Beginning with the line below that contains "pub fn event_sig(&self)" and ending with the line that contains "confirmations, if any.", copy every line exactly. Copy nothing else.

──────── DATASET EXCERPTS

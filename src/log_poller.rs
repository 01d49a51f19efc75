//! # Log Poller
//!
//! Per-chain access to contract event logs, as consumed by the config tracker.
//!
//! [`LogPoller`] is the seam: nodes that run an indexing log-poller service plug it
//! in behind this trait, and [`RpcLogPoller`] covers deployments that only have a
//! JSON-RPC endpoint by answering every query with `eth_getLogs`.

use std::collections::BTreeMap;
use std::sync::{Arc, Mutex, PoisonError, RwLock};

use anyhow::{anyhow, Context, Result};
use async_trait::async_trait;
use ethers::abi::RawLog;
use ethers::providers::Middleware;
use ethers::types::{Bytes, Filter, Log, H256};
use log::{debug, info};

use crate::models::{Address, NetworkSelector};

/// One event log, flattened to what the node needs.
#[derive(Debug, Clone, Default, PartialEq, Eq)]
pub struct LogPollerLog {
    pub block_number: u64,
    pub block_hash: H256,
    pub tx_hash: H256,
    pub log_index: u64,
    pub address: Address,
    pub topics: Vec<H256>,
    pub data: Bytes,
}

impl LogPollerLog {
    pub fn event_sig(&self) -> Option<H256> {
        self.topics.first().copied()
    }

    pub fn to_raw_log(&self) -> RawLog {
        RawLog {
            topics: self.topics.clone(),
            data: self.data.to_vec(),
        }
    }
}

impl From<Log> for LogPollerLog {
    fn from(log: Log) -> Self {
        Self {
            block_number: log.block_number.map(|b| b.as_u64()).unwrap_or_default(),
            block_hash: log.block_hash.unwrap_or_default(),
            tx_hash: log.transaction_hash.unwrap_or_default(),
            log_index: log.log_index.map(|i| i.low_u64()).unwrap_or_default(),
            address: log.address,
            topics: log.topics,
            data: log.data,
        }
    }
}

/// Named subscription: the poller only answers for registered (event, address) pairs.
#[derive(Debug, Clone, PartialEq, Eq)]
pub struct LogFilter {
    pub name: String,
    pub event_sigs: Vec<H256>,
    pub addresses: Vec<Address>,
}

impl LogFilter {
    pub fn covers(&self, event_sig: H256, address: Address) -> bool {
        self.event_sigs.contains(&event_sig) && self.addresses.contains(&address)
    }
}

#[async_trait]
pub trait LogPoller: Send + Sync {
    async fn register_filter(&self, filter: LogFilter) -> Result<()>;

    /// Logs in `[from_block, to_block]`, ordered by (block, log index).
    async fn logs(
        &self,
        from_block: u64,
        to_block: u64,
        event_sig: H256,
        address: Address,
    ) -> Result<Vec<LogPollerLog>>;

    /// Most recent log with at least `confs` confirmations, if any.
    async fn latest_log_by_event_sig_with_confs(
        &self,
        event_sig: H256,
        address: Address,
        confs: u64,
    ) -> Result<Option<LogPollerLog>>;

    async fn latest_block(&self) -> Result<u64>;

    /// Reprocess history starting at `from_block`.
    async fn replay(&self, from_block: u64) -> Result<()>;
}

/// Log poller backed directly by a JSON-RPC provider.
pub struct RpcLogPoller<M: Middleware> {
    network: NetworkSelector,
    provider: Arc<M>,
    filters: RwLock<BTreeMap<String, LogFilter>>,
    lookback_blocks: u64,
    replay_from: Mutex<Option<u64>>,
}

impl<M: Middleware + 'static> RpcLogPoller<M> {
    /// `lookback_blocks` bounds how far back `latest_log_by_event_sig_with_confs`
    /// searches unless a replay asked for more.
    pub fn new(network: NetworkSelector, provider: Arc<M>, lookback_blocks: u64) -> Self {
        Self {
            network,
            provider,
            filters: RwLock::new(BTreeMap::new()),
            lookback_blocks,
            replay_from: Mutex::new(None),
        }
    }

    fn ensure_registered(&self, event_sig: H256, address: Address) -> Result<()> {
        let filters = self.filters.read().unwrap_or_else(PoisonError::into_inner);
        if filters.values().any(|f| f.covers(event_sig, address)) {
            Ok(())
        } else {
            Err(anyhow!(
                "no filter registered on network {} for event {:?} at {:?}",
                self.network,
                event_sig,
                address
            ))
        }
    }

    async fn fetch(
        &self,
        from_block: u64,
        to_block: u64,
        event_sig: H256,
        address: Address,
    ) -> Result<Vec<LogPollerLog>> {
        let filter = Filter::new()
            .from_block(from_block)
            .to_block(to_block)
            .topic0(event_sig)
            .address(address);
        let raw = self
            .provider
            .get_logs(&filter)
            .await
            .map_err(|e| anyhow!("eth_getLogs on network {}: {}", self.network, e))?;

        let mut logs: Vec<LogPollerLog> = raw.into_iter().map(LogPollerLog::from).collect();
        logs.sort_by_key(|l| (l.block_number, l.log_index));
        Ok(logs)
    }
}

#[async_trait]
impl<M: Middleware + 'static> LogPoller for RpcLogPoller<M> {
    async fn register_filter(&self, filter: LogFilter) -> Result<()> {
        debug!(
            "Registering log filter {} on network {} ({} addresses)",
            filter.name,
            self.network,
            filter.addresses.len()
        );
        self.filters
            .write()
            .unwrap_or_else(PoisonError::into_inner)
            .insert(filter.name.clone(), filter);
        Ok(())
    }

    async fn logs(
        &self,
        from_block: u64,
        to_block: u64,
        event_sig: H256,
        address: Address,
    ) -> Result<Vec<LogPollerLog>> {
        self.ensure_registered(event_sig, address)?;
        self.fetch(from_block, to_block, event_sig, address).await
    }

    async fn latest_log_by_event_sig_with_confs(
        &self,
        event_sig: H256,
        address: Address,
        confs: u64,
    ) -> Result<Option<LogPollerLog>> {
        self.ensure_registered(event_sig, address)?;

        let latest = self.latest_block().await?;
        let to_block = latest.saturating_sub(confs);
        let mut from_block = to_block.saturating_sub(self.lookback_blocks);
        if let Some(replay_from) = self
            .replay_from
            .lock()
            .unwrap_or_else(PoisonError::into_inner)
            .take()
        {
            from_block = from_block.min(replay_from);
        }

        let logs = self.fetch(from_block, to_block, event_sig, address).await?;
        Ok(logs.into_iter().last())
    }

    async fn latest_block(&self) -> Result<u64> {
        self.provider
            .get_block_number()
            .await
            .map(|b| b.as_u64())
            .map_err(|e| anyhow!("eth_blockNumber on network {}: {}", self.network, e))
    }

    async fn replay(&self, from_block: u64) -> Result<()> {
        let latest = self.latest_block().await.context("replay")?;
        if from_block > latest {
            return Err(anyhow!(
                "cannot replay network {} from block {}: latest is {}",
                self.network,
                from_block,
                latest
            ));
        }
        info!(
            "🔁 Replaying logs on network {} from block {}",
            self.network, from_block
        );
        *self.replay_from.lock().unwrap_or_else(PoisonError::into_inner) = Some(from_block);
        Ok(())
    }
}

────────────────

* _RESULT_:
    pub fn event_sig(&self) -> Option<H256> {
        self.topics.first().copied()
    }

    pub fn to_raw_log(&self) -> RawLog {
        RawLog {
            topics: self.topics.clone(),
            data: self.data.to_vec(),
        }
    }
}

impl From<Log> for LogPollerLog {
    fn from(log: Log) -> Self {
        Self {
            block_number: log.block_number.map(|b| b.as_u64()).unwrap_or_default(),
            block_hash: log.block_hash.unwrap_or_default(),
            tx_hash: log.transaction_hash.unwrap_or_default(),
            log_index: log.log_index.map(|i| i.low_u64()).unwrap_or_default(),
            address: log.address,
            topics: log.topics,
            data: log.data,
        }
    }
}

/// Named subscription: the poller only answers for registered (event, address) pairs.
#[derive(Debug, Clone, PartialEq, Eq)]
pub struct LogFilter {
    pub name: String,
    pub event_sigs: Vec<H256>,
    pub addresses: Vec<Address>,
}

impl LogFilter {
    pub fn covers(&self, event_sig: H256, address: Address) -> bool {
        self.event_sigs.contains(&event_sig) && self.addresses.contains(&address)
    }
}

#[async_trait]
pub trait LogPoller: Send + Sync {
    async fn register_filter(&self, filter: LogFilter) -> Result<()>;

    /// Logs in `[from_block, to_block]`, ordered by (block, log index).
    async fn logs(
        &self,
        from_block: u64,
        to_block: u64,
        event_sig: H256,
        address: Address,
    ) -> Result<Vec<LogPollerLog>>;

    /// Most recent log with at least `confs` confirmations, if any.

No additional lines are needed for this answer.